Nous savons bien que ce mode de communication intellectuelle n'est point spécial à la France et si la remarquable création, en 1631, de la Gazette de France et, en 1665, du Journal des Savants, donne à notre pays un droit de priorité, nous avouerons cependant sans peine que l'Angleterre, prompte à appliquer cette idée féconde, a eu presque aussitôt que nous des journaux et des revues littéraires qui ont parfois servi de modèles aux nôtres. Addison, dès 1705, publiait successivement le Tattler, le Guardian, le Spectator et se montrait critique habile, en même temps qu'il charmait ses compatriotes par son humour britannique, cette ironie voilée, trait principal de leur gaîté concentrée. Depuis, le Times avec sa publicité immense, les publications de toutes sortes, et l'habile application du bon marché à la presse populaire, ont répondu aux besoins croissants de ce peuple qui met si sérieusement en pratique le principe de self-education et de self-government.
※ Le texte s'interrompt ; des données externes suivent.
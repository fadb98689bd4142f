use std::io;
use std::path::{Path, PathBuf};

use log::{debug, info};
use thiserror::Error;

use super::model::{SpectrumRecord, SpectrumTable};

/// Everything after this marker on a line is ignored.
pub const COMMENT_MARKER: char = '#';

#[derive(Error, Debug)]
pub enum LoadError {
    #[error("spectrum file not found: {}", .path.display())]
    FileNotFound { path: PathBuf },
    #[error("line {line}: {reason}")]
    Parse { line: usize, reason: String },
    #[error("reading {}: {source}", .path.display())]
    Io {
        path: PathBuf,
        #[source]
        source: io::Error,
    },
}

// ---------------------------------------------------------------------------
// Public entry-points
// ---------------------------------------------------------------------------

/// Load a whitespace-delimited `ℓ  C_ℓ  [...]` table.
///
/// Column 0 is the multipole, column 1 the power in μK²; further columns
/// (error bars, beam factors) are ignored. `#` starts a comment.
pub fn load_spectrum(path: &Path) -> Result<SpectrumTable, LoadError> {
    let text = std::fs::read_to_string(path).map_err(|source| match source.kind() {
        io::ErrorKind::NotFound => LoadError::FileNotFound {
            path: path.to_path_buf(),
        },
        _ => LoadError::Io {
            path: path.to_path_buf(),
            source,
        },
    })?;

    let table = parse_spectrum(&text)?;
    info!(
        "Loaded {} spectrum records from {}",
        table.len(),
        path.display()
    );
    Ok(table)
}

/// Parse table text already in memory.
pub fn parse_spectrum(text: &str) -> Result<SpectrumTable, LoadError> {
    let mut records = Vec::new();
    let mut skipped = 0usize;
    let mut last_line = 0usize;

    for (idx, raw) in text.lines().enumerate() {
        last_line = idx + 1;
        let content = strip_comment(raw).trim();
        if content.is_empty() {
            skipped += 1;
            continue;
        }
        records.push(parse_line(content, idx + 1)?);
    }

    debug!("Skipped {skipped} comment/blank lines");
    SpectrumTable::from_records(records).ok_or_else(|| LoadError::Parse {
        line: last_line,
        reason: "table has no data rows".to_string(),
    })
}

// ---------------------------------------------------------------------------
// Line helpers
// ---------------------------------------------------------------------------

fn strip_comment(line: &str) -> &str {
    match line.find(COMMENT_MARKER) {
        Some(pos) => &line[..pos],
        None => line,
    }
}

fn parse_line(content: &str, line: usize) -> Result<SpectrumRecord, LoadError> {
    let mut tokens = content.split_whitespace();
    let (Some(l_tok), Some(cl_tok)) = (tokens.next(), tokens.next()) else {
        return Err(LoadError::Parse {
            line,
            reason: format!("expected at least 2 columns, got '{content}'"),
        });
    };

    Ok(SpectrumRecord::new(
        parse_field(l_tok, line, "multipole")?,
        parse_field(cl_tok, line, "power")?,
    ))
}

fn parse_field(tok: &str, line: usize, col: &str) -> Result<f64, LoadError> {
    tok.parse::<f64>().map_err(|_| LoadError::Parse {
        line,
        reason: format!("{col} '{tok}' is not a number"),
    })
}
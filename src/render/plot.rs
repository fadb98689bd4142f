use std::path::Path;

use anyhow::{Context, Result};
use image::RgbImage;
use imageproc::drawing::{draw_filled_circle_mut, draw_hollow_rect_mut, draw_line_segment_mut};
use imageproc::rect::Rect;
use log::debug;
use serde::Deserialize;

use super::text::{draw_text, draw_text_vertical, text_width, GLYPH_SIZE};
use crate::color::PlotColors;
use crate::data::model::SpectrumTable;

// ---------------------------------------------------------------------------
// Style
// ---------------------------------------------------------------------------

#[derive(Debug, Clone, PartialEq, Deserialize)]
#[serde(default)]
pub struct PlotStyle {
    pub width: u32,
    pub height: u32,
    /// Border around the plotting area; holds title, tick labels and axis labels.
    pub margin: u32,
    /// Hue (degrees) of the spectrum line and markers.
    pub series_hue: f32,
    pub marker_radius: u32,
    /// Number of grid divisions along each axis.
    pub grid_divisions: u32,
    pub title: String,
    pub x_label: String,
    pub y_label: String,
}

impl Default for PlotStyle {
    fn default() -> Self {
        // 8x6 inches at 100 dpi
        Self {
            width: 800,
            height: 600,
            margin: 70,
            series_hue: 210.0,
            marker_radius: 4,
            grid_divisions: 10,
            title: "WMAP 5-year CMB Temperature Power Spectrum".to_string(),
            x_label: "Multipole l".to_string(),
            y_label: "l(l+1)C_l/(2π) [μK²]".to_string(),
        }
    }
}

// ---------------------------------------------------------------------------
// Data → pixel mapping
// ---------------------------------------------------------------------------

/// Linear mapping from (ℓ, D_ℓ) to pixel coordinates.
#[derive(Debug, Clone, Copy)]
pub struct Frame {
    x_min: f64,
    x_max: f64,
    y_min: f64,
    y_max: f64,
    left: f64,
    right: f64,
    top: f64,
    bottom: f64,
}

impl Frame {
    pub fn fit(points: &[(f64, f64)], style: &PlotStyle) -> Self {
        let (x_min, x_max) = padded_range(points.iter().map(|p| p.0));
        let (y_min, y_max) = padded_range(points.iter().map(|p| p.1));
        let m = style.margin as f64;
        Frame {
            x_min,
            x_max,
            y_min,
            y_max,
            left: m,
            right: (style.width as f64 - 1.0 - m).max(m + 1.0),
            top: m,
            bottom: (style.height as f64 - 1.0 - m).max(m + 1.0),
        }
    }

    pub fn to_pixel(&self, x: f64, y: f64) -> (i32, i32) {
        let fx = (x - self.x_min) / (self.x_max - self.x_min);
        let fy = (y - self.y_min) / (self.y_max - self.y_min);
        let px = self.left + fx * (self.right - self.left);
        let py = self.bottom - fy * (self.bottom - self.top);
        (px.round() as i32, py.round() as i32)
    }

    /// Plotting area as (left, top, right, bottom) pixels.
    pub fn area(&self) -> (i32, i32, i32, i32) {
        (
            self.left as i32,
            self.top as i32,
            self.right as i32,
            self.bottom as i32,
        )
    }

    /// Evenly spaced (value, pixel) ticks on each axis, ends included.
    fn ticks(&self, divisions: u32) -> (Vec<(f64, i32)>, Vec<(f64, i32)>) {
        let n = divisions.max(1);
        let xs = (0..=n)
            .map(|i| {
                let v = self.x_min + (self.x_max - self.x_min) * i as f64 / n as f64;
                (v, self.to_pixel(v, self.y_min).0)
            })
            .collect();
        let ys = (0..=n)
            .map(|i| {
                let v = self.y_min + (self.y_max - self.y_min) * i as f64 / n as f64;
                (v, self.to_pixel(self.x_min, v).1)
            })
            .collect();
        (xs, ys)
    }
}

/// Data range with 5% head-room; a flat series gets a unit window.
fn padded_range(values: impl Iterator<Item = f64>) -> (f64, f64) {
    let (min, max) = values.fold((f64::INFINITY, f64::NEG_INFINITY), |(lo, hi), v| {
        (lo.min(v), hi.max(v))
    });
    let range = max - min;
    if range.abs() < f64::EPSILON {
        (min - 1.0, max + 1.0)
    } else {
        (min - 0.05 * range, max + 0.05 * range)
    }
}

fn tick_label(v: f64) -> String {
    if v.abs() >= 100.0 {
        format!("{v:.0}")
    } else {
        format!("{v:.1}")
    }
}

// ---------------------------------------------------------------------------
// Power-spectrum plot
// ---------------------------------------------------------------------------

/// Rasterise ℓ(ℓ+1)C_ℓ/(2π) against ℓ: grid, tick labels, axis labels,
/// title, a line through the points and circular markers.
pub fn render_power_spectrum(table: &SpectrumTable, style: &PlotStyle) -> RgbImage {
    let colors = PlotColors::from_hue(style.series_hue);
    let points = table.band_powers();
    let frame = Frame::fit(&points, style);
    let mut img = RgbImage::from_pixel(style.width, style.height, colors.background);
    let (left, top, right, bottom) = frame.area();
    let glyph = GLYPH_SIZE as i32;

    let (x_ticks, y_ticks) = frame.ticks(style.grid_divisions);
    let last = x_ticks.len() - 1;
    for (i, &(value, px)) in x_ticks.iter().enumerate() {
        if i != 0 && i != last {
            draw_line_segment_mut(
                &mut img,
                (px as f32, top as f32),
                (px as f32, bottom as f32),
                colors.grid,
            );
        }
        let label = tick_label(value);
        let w = text_width(&label, 1) as i32;
        draw_text(&mut img, (px - w / 2, bottom + 6), 1, &label, colors.axis);
    }
    for (i, &(value, py)) in y_ticks.iter().enumerate() {
        if i != 0 && i != last {
            draw_line_segment_mut(
                &mut img,
                (left as f32, py as f32),
                (right as f32, py as f32),
                colors.grid,
            );
        }
        let label = tick_label(value);
        let w = text_width(&label, 1) as i32;
        draw_text(&mut img, (left - 6 - w, py - glyph / 2), 1, &label, colors.axis);
    }

    draw_hollow_rect_mut(
        &mut img,
        Rect::at(left, top).of_size((right - left + 1) as u32, (bottom - top + 1) as u32),
        colors.axis,
    );

    let title_w = text_width(&style.title, 2) as i32;
    let title_y = (top - 2 * glyph) / 2;
    draw_text(
        &mut img,
        ((left + right - title_w) / 2, title_y),
        2,
        &style.title,
        colors.axis,
    );

    let x_label_w = text_width(&style.x_label, 1) as i32;
    draw_text(
        &mut img,
        ((left + right - x_label_w) / 2, bottom + 6 + glyph + 10),
        1,
        &style.x_label,
        colors.axis,
    );

    let y_label_h = text_width(&style.y_label, 1) as i32;
    draw_text_vertical(
        &mut img,
        (6, (top + bottom + y_label_h) / 2),
        1,
        &style.y_label,
        colors.axis,
    );

    let pixels: Vec<(i32, i32)> = points
        .iter()
        .map(|&(x, y)| frame.to_pixel(x, y))
        .collect();

    for pair in pixels.windows(2) {
        let (a, b) = (pair[0], pair[1]);
        for (ox, oy) in [(0.0, 0.0), (1.0, 0.0), (0.0, 1.0)] {
            draw_line_segment_mut(
                &mut img,
                (a.0 as f32 + ox, a.1 as f32 + oy),
                (b.0 as f32 + ox, b.1 as f32 + oy),
                colors.line,
            );
        }
    }
    for &p in &pixels {
        draw_filled_circle_mut(&mut img, p, style.marker_radius as i32, colors.marker);
    }

    img
}

/// Render and write the plot as PNG, creating parent directories.
pub fn save_power_spectrum(table: &SpectrumTable, style: &PlotStyle, path: &Path) -> Result<()> {
    if let Some(parent) = path.parent().filter(|p| !p.as_os_str().is_empty()) {
        std::fs::create_dir_all(parent)
            .with_context(|| format!("creating {}", parent.display()))?;
    }
    let img = render_power_spectrum(table, style);
    img.save_with_format(path, image::ImageFormat::Png)
        .with_context(|| format!("writing plot {}", path.display()))?;
    debug!("Plot {}x{} written to {}", img.width(), img.height(), path.display());
    Ok(())
}
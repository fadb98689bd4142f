//! Fixed physical constants and the literature reference used by the age estimate.

/// One megaparsec in metres (1 pc = 3.0857×10¹⁶ m).
pub const MPC_IN_METERS: f64 = 3.086e22;

/// Metres per kilometre, for km/s/Mpc → s⁻¹.
pub const METERS_PER_KM: f64 = 1_000.0;

/// Length of a Julian year in days.
pub const DAYS_PER_JULIAN_YEAR: f64 = 365.25;

/// Seconds in one Julian year (365.25 × 24 × 3600).
pub const SECONDS_PER_JULIAN_YEAR: f64 = DAYS_PER_JULIAN_YEAR * 24.0 * 3600.0;

/// Seconds in one gigayear of Julian years.
pub const SECONDS_PER_GYR: f64 = SECONDS_PER_JULIAN_YEAR * 1e9;

/// WMAP 5-year best-fit age of the universe, Gyr.
pub const WMAP5_REFERENCE_AGE_GYR: f64 = 13.73;

/// 1σ uncertainty on [`WMAP5_REFERENCE_AGE_GYR`].
pub const WMAP5_REFERENCE_AGE_SIGMA_GYR: f64 = 0.12;
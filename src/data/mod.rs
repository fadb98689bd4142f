/// Data layer: spectrum types, loading, and band-power export.
///
/// Architecture:
/// ```text
///  wmap_5yr_tt_spectrum.txt
///        │
///        ▼
///   ┌──────────┐
///   │  loader   │  strip comments, parse ℓ / C_ℓ → SpectrumTable
///   └──────────┘
///        │
///        ▼
///   ┌──────────────┐
///   │ SpectrumTable │  Vec<SpectrumRecord>, never empty
///   └──────────────┘
///        │
///        ▼
///   ┌──────────┐
///   │  export   │  ℓ, C_ℓ, D_ℓ → CSV
///   └──────────┘
/// ```

pub mod export;
pub mod loader;
pub mod model;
Aussi la discussion grave ou passionnée des affaires générales, la lutte politique ardente et vive, fait-elle le grand intérêt des feuilles quotidiennes, pendant que l'appréciation longue, raisonnée, savamment déduite, profondément creusée des ouvrages littéraires remplit les épais volumes des Quarterly, Monthly, Edimburgh reviews. Chaque œuvre provoque une œuvre, chaque volume fait naître quelques centaines de pages. Les recueils moins graves qui s'occupent surtout des novels, des poésies, enfin des ouvrages profanes, procèdent surtout par citations, afin, disent-ils, de laisser le lecteur juger par lui-même. Ils respectent dans leurs abonnés le droit d'examen comme s'il s'agissait de la Bible et sont bien trop prudents pour risquer ces opinions hâtives et hardies, souvent paradoxales, mais plus souvent spirituelles et saisissantes, qui remplissent nos revues. Leurs Weekly gossips, leurs Random readings n'ont aucun rapport avec nos chroniques. Ce ne sont guère que des pages sacrifiées, où se cache, dans les premières, la réclame déguisée et où s'étale assez tristement, dans les secondes, la plaisanterie anglaise, visant à la légèreté et forcée de presser son allure, plus

originale que leste, pour arriver essoufflée au bon mot qui doit terminer son alinéa.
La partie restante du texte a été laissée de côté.